到頭來,養母走了,婚姻也已經破裂,他依舊還是三年前那個黃花大閨男,一場戀愛沒談,更別說是更進一步了。
不過他也清楚的知道,這一切都急不得,因為,他如今的身體情況依舊不允許他有更多的想法。

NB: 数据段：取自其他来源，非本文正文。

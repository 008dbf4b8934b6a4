//! In-memory document sink.

use std::collections::BTreeMap;

use async_trait::async_trait;

use super::DocumentSink;
use crate::Result;
use crate::models::Document;

/// Collects documents per collection, reproducing the legacy
/// whole-database-in-memory shape for callers that want it. Mostly used by
/// the test suites.
#[derive(Debug, Default)]
pub struct MemorySink {
    collections: BTreeMap<String, Vec<Document>>,
    committed: bool,
}

impl MemorySink {
    pub fn new() -> Self {
        Self::default()
    }

    /// Whether `commit` has been called.
    pub fn is_committed(&self) -> bool {
        self.committed
    }

    /// The collected documents, keyed by collection name.
    pub fn collections(&self) -> &BTreeMap<String, Vec<Document>> {
        &self.collections
    }

    /// Consumes the sink, returning the collected documents.
    pub fn into_collections(self) -> BTreeMap<String, Vec<Document>> {
        self.collections
    }
}

#[async_trait]
impl DocumentSink for MemorySink {
    async fn insert_document(&mut self, collection: &str, document: &Document) -> Result<()> {
        self.collections
            .entry(collection.to_string())
            .or_default()
            .push(document.clone());
        Ok(())
    }

    async fn commit(&mut self) -> Result<()> {
        self.committed = true;
        Ok(())
    }

    async fn abort(&mut self) -> Result<()> {
        self.collections.clear();
        self.committed = false;
        Ok(())
    }
}

#[cfg(test)]
mod tests {
    use super::*;
    use crate::models::Value;

    #[tokio::test]
    async fn test_abort_discards_partial_output() {
        let mut sink = MemorySink::new();
        let doc: Document = [("a".to_string(), Value::Int(1))].into_iter().collect();

        sink.insert_document("people", &doc).await.unwrap();
        assert_eq!(sink.collections()["people"].len(), 1);

        sink.abort().await.unwrap();
        assert!(sink.collections().is_empty());
        assert!(!sink.is_committed());
    }
}
// ===============================
// src/pnl.rs (P&L aggregator & derived statistics)
// ===============================
//
// Folds the diff output into per-address running state:
// - realized P&L moves only on close / partial close
// - unrealized P&L is recomputed from the new snapshot every cycle, never
//   carried forward incrementally (no compounding rounding drift)
// - partial closes realize the old unrealized P&L scaled by sizeDelta/oldSize
// - trade and balance histories are bounded (cap 1000) and time-pruned (30d)
//
// stats() derives everything from the stored histories; nothing derived is
// kept as separate state.
//
use std::collections::VecDeque;

use ahash::AHashMap as HashMap;
use serde::{Deserialize, Serialize};

use crate::domain::{
    Address, BalancePoint, ChangeEvent, PnlSummary, PositionSide, PositionSnapshot, ProfitFactor,
    TradeKind, TradeRecord,
};

pub const HISTORY_CAP: usize = 1000;
pub const HISTORY_MAX_AGE_MS: i64 = 30 * 24 * 3600 * 1000;

#[derive(Debug, Clone, Serialize, Deserialize)]
pub struct PnlState {
    pub realized_pnl: f64,
    pub unrealized_pnl: f64,
    pub trade_count: u64,
    pub start_ms: i64,
    pub initial_balance: f64,
    pub last_balance: f64,
    pub trades: VecDeque<TradeRecord>,
    pub balances: VecDeque<BalancePoint>,
}

#[derive(Debug, Default)]
pub struct PnlStore {
    states: HashMap<Address, PnlState>,
}

impl PnlStore {
    pub fn new() -> Self {
        Self::default()
    }

    /// First observation of an address: state is seeded from a real snapshot,
    /// never from a zero default.
    pub fn seed(&mut self, addr: Address, snap: &PositionSnapshot) {
        let mut state = PnlState {
            realized_pnl: 0.0,
            unrealized_pnl: snap.unrealized_total(),
            trade_count: 0,
            start_ms: snap.ts_ms,
            initial_balance: snap.balance,
            last_balance: snap.balance,
            trades: VecDeque::new(),
            balances: VecDeque::new(),
        };
        push_capped(
            &mut state.balances,
            BalancePoint {
                balance: snap.balance,
                unrealized_pnl: state.unrealized_pnl,
                ts_ms: snap.ts_ms,
            },
        );
        self.states.insert(addr, state);
    }

    pub fn contains(&self, addr: &Address) -> bool {
        self.states.contains_key(addr)
    }

    pub fn remove(&mut self, addr: &Address) {
        self.states.remove(addr);
    }

    /// Apply one cycle's change events. Returns the trade records produced,
    /// in event order, for the ledger/recorder/notifier.
    pub fn apply(
        &mut self,
        addr: Address,
        new: &PositionSnapshot,
        events: &[ChangeEvent],
    ) -> Vec<TradeRecord> {
        let Some(state) = self.states.get_mut(&addr) else {
            return Vec::new();
        };

        let mut records = Vec::new();
        for event in events {
            let record = match event {
                ChangeEvent::Opened { new: p } => Some(TradeRecord {
                    symbol: p.symbol.clone(),
                    side: p.side,
                    size: p.size,
                    entry_price: p.entry_price,
                    exit_price: None,
                    pnl: 0.0,
                    ts_ms: new.ts_ms,
                    kind: TradeKind::Open,
                }),
                ChangeEvent::Increased { old, new: p } => Some(TradeRecord {
                    symbol: p.symbol.clone(),
                    side: p.side,
                    size: p.size - old.size,
                    entry_price: p.entry_price,
                    exit_price: None,
                    pnl: 0.0,
                    ts_ms: new.ts_ms,
                    kind: TradeKind::Increase,
                }),
                ChangeEvent::Reduced { old, new: p } => {
                    // Proportional attribution: the closed fraction of the
                    // old position realizes the same fraction of its
                    // unrealized P&L.
                    let size_delta = old.size - p.size;
                    let pnl = old.unrealized_pnl * (size_delta / old.size);
                    state.realized_pnl += pnl;
                    state.trade_count += 1;
                    Some(TradeRecord {
                        symbol: old.symbol.clone(),
                        side: old.side,
                        size: size_delta,
                        entry_price: old.entry_price,
                        exit_price: old.mark_price,
                        pnl,
                        ts_ms: new.ts_ms,
                        kind: TradeKind::PartialClose,
                    })
                }
                ChangeEvent::Closed { old } => {
                    let pnl = old.unrealized_pnl;
                    state.realized_pnl += pnl;
                    state.trade_count += 1;
                    Some(TradeRecord {
                        symbol: old.symbol.clone(),
                        side: old.side,
                        size: old.size,
                        entry_price: old.entry_price,
                        exit_price: old.mark_price,
                        pnl,
                        ts_ms: new.ts_ms,
                        kind: TradeKind::Close,
                    })
                }
                // entry-price-only change: notified, not a trade
                ChangeEvent::Updated { .. } => None,
            };
            if let Some(r) = record {
                push_capped(&mut state.trades, r.clone());
                records.push(r);
            }
        }

        state.unrealized_pnl = new.unrealized_total();
        state.last_balance = new.balance;
        records
    }

    /// One balance point per update cycle, unconditionally; feeds the
    /// drawdown curve even when nothing traded.
    pub fn record_balance(&mut self, addr: Address, snap: &PositionSnapshot) -> Option<BalancePoint> {
        let state = self.states.get_mut(&addr)?;
        state.unrealized_pnl = snap.unrealized_total();
        state.last_balance = snap.balance;
        let point = BalancePoint {
            balance: snap.balance,
            unrealized_pnl: state.unrealized_pnl,
            ts_ms: snap.ts_ms,
        };
        push_capped(&mut state.balances, point);
        Some(point)
    }

    pub fn summary(&self, addr: &Address) -> Option<PnlSummary> {
        let state = self.states.get(addr)?;

        let closed: Vec<&TradeRecord> =
            state.trades.iter().filter(|t| t.kind.is_closing()).collect();
        let wins: Vec<f64> = closed.iter().filter(|t| t.pnl > 0.0).map(|t| t.pnl).collect();
        let losses: Vec<f64> = closed.iter().filter(|t| t.pnl < 0.0).map(|t| t.pnl).collect();

        let win_rate = if closed.is_empty() {
            0.0
        } else {
            wins.len() as f64 / closed.len() as f64
        };
        let avg_win = mean(&wins).unwrap_or(0.0);
        let avg_loss = mean(&losses).unwrap_or(0.0);
        let expectancy = if closed.is_empty() {
            0.0
        } else {
            closed.iter().map(|t| t.pnl).sum::<f64>() / closed.len() as f64
        };

        let gross_win: f64 = wins.iter().sum();
        let gross_loss: f64 = losses.iter().sum::<f64>().abs();
        let profit_factor = if closed.is_empty() {
            ProfitFactor::NotApplicable
        } else if gross_loss > 0.0 {
            ProfitFactor::Ratio(gross_win / gross_loss)
        } else if gross_win > 0.0 {
            ProfitFactor::Infinite
        } else {
            ProfitFactor::Ratio(0.0)
        };

        Some(PnlSummary {
            realized_pnl: state.realized_pnl,
            unrealized_pnl: state.unrealized_pnl,
            // recomputed, never stored — the two components cannot drift
            total_pnl: state.realized_pnl + state.unrealized_pnl,
            trade_count: state.trade_count,
            win_rate,
            avg_win,
            avg_loss,
            max_drawdown_pct: max_drawdown_pct(&state.balances),
            profit_factor,
            expectancy,
            avg_hold_ms: avg_hold_ms(&state.trades),
            initial_balance: state.initial_balance,
            last_balance: state.last_balance,
            start_ms: state.start_ms,
        })
    }

    /// Time-based pruning, run on a slow cadence (caps handle the fast path).
    pub fn prune(&mut self, now_ms: i64) {
        let cutoff = now_ms - HISTORY_MAX_AGE_MS;
        for state in self.states.values_mut() {
            while state.trades.front().is_some_and(|t| t.ts_ms < cutoff) {
                state.trades.pop_front();
            }
            while state.balances.front().is_some_and(|b| b.ts_ms < cutoff) {
                state.balances.pop_front();
            }
        }
    }

    pub fn export(&self) -> &HashMap<Address, PnlState> {
        &self.states
    }

    pub fn import(&mut self, states: HashMap<Address, PnlState>) {
        self.states = states;
    }
}

fn push_capped<T>(buf: &mut VecDeque<T>, item: T) {
    if buf.len() >= HISTORY_CAP {
        buf.pop_front();
    }
    buf.push_back(item);
}

fn mean(xs: &[f64]) -> Option<f64> {
    if xs.is_empty() {
        None
    } else {
        Some(xs.iter().sum::<f64>() / xs.len() as f64)
    }
}

/// Largest peak-to-trough percentage decline of effective equity
/// (balance + unrealized mark recorded at the same instant). One pass.
fn max_drawdown_pct(balances: &VecDeque<BalancePoint>) -> f64 {
    let mut peak = f64::MIN;
    let mut max_dd = 0.0_f64;
    for point in balances {
        let equity = point.equity();
        if equity > peak {
            peak = equity;
        }
        if peak > 0.0 {
            let dd = (peak - equity) / peak * 100.0;
            if dd > max_dd {
                max_dd = dd;
            }
        }
    }
    max_dd
}

/// Mean holding time with FIFO matching: each close or partial close
/// consumes the oldest unconsumed open/increase of the same symbol+side, so
/// rapid open/close/open sequences never double-match one open. Closes with
/// no surviving match are ignored.
fn avg_hold_ms(trades: &VecDeque<TradeRecord>) -> Option<i64> {
    let mut open_queues: HashMap<(String, PositionSide), VecDeque<i64>> = HashMap::new();
    let mut holds: Vec<i64> = Vec::new();

    for t in trades {
        let key = (t.symbol.clone(), t.side);
        match t.kind {
            TradeKind::Open | TradeKind::Increase => {
                open_queues.entry(key).or_default().push_back(t.ts_ms);
            }
            TradeKind::PartialClose | TradeKind::Close => {
                if let Some(open_ts) = open_queues.get_mut(&key).and_then(VecDeque::pop_front) {
                    holds.push(t.ts_ms - open_ts);
                }
            }
        }
    }

    if holds.is_empty() {
        None
    } else {
        Some(holds.iter().sum::<i64>() / holds.len() as i64)
    }
}
// ===============================
// src/recorder.rs
// ===============================
//
// Append-only JSONL audit stream of the reconciliation engine:
// - one line per ChangeEvent / TradeRecord / BalancePoint
// - BufWriter to keep syscalls cheap, flush every 1s and every 1000 events
// - parent directory created on open, reopen-and-retry on write failure
//
// ENV: set `RECORD_FILE=/path/to/events.jsonl` to enable (see main.rs).
//
use std::path::Path;
use tokio::{
    fs::{self, OpenOptions},
    io::{AsyncWriteExt, BufWriter},
    sync::mpsc,
    time::{interval, Duration, MissedTickBehavior},
};
use tracing::{error, info};

use crate::domain::Event;

const FLUSH_EVERY_N_EVENTS: u32 = 1000;

async fn open_writer(path: &str) -> BufWriter<tokio::fs::File> {
    if let Some(parent) = Path::new(path).parent() {
        if !parent.as_os_str().is_empty() {
            if let Err(e) = fs::create_dir_all(parent).await {
                error!(?e, %path, "recorder: create_dir_all failed");
            }
        }
    }
    let file = OpenOptions::new()
        .create(true)
        .append(true)
        .open(path)
        .await
        .unwrap_or_else(|e| panic!("recorder: open {} failed: {}", path, e));

    BufWriter::new(file)
}

async fn write_line(writer: &mut BufWriter<tokio::fs::File>, line: &str) -> std::io::Result<()> {
    writer.write_all(line.as_bytes()).await?;
    writer.write_all(b"\n").await
}

pub async fn run(mut rx: mpsc::Receiver<Event>, path: String) {
    info!(%path, "recorder: started");
    let mut writer = open_writer(&path).await;

    let mut tick = interval(Duration::from_secs(1));
    tick.set_missed_tick_behavior(MissedTickBehavior::Delay);

    let mut since_last_flush: u32 = 0;

    loop {
        tokio::select! {
            maybe_ev = rx.recv() => {
                match maybe_ev {
                    Some(ev) => {
                        let line = match serde_json::to_string(&ev) {
                            Ok(s) => s,
                            Err(e) => {
                                error!(?e, "recorder: serialize error, skip event");
                                continue;
                            }
                        };

                        if let Err(e) = write_line(&mut writer, &line).await {
                            error!(?e, "recorder: write failed, attempting reopen");
                            writer = open_writer(&path).await;
                            if let Err(e2) = write_line(&mut writer, &line).await {
                                error!(?e2, "recorder: write failed again after reopen, drop event");
                                continue;
                            }
                        }

                        since_last_flush += 1;
                        if since_last_flush >= FLUSH_EVERY_N_EVENTS {
                            let _ = writer.flush().await;
                            since_last_flush = 0;
                        }
                    }
                    None => {
                        // channel closed: flush and stop
                        let _ = writer.flush().await;
                        info!("recorder: channel closed, stopped");
                        break;
                    }
                }
            }

            _ = tick.tick() => {
                let _ = writer.flush().await;
                since_last_flush = 0;
            }
        }
    }
}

他現在要做的,就是要變強,只有突破登封之境,他才能變成一個真正的男人,方能想男女之事。
蕭張這一夜,在江海市的一家普通小旅館住了下來。
如今的他,是有錢了,可他還準備好過上那種生活。
可能是他已經低調習慣了吧。
夜已深,蕭張躺在旅館的大床上,過往的一幕幕隨之湧上心頭。
對於過往,除了遺憾,更多的是不甘。
而對於未來,他很憧憬但更多的是迷茫。
雖說如今的他已經知道了自己身世,但是他也清楚的知道自己肩上的責任。
他不知道自己能否夠完成他父母以及整個家族寄予他的重任。
因為那些東西太過虛無縹緲了,如今的他還遠到達不了那個地步。
漸漸的,他有些失眠了。
既然無心睡眠,索性蕭張直接一個鯉魚打挺,從床上蹦了起來。
此時已經接近0點,而這段時間便是一天之中陰氣最足的時段。
該到他練功的時刻了,因為想要變強,所以刻不容緩。
很快,蕭張下了床,將貼身衣服全部扒光,然後盤坐在旅館房間的地板之上。
蕭張剛坐下,房間內就傳來一陣手裡鈴聲。
「這大半夜的誰給我打電話啊,真是的!」蕭張一陣嘟囔,無奈之下還是起了身。
走到床頭拿起手機,蕭張發現竟是他們家管家那唐裝老者古燈打來的。
「這麼晚了,這老頭想要幹嘛?」蕭張拿著手機在心裡暗道。
雖說一頭霧水,他還是將電話接聽起來。
「少爺,睡了嗎?」電話那頭傳來古燈那蒼老的聲音。
「還沒呢?」蕭張用著一個慵懶的聲音說道。
「沒有睡下那正好,少爺,請穿好衣服,到樓下來!」電話那頭的古燈說道。
「樓下?哪?」蕭張問。
「就是你住的這家賓館樓下?」電話那頭古燈說道。
「你、你知道我在哪?」蕭張有些驚訝,問道。
「老奴我說過,我無時無刻都在少爺的身邊,自然是知道少爺您的行蹤!」古燈回道。
「這麼晚了,讓我下來,有什麼要緊的事嗎?」蕭張問道。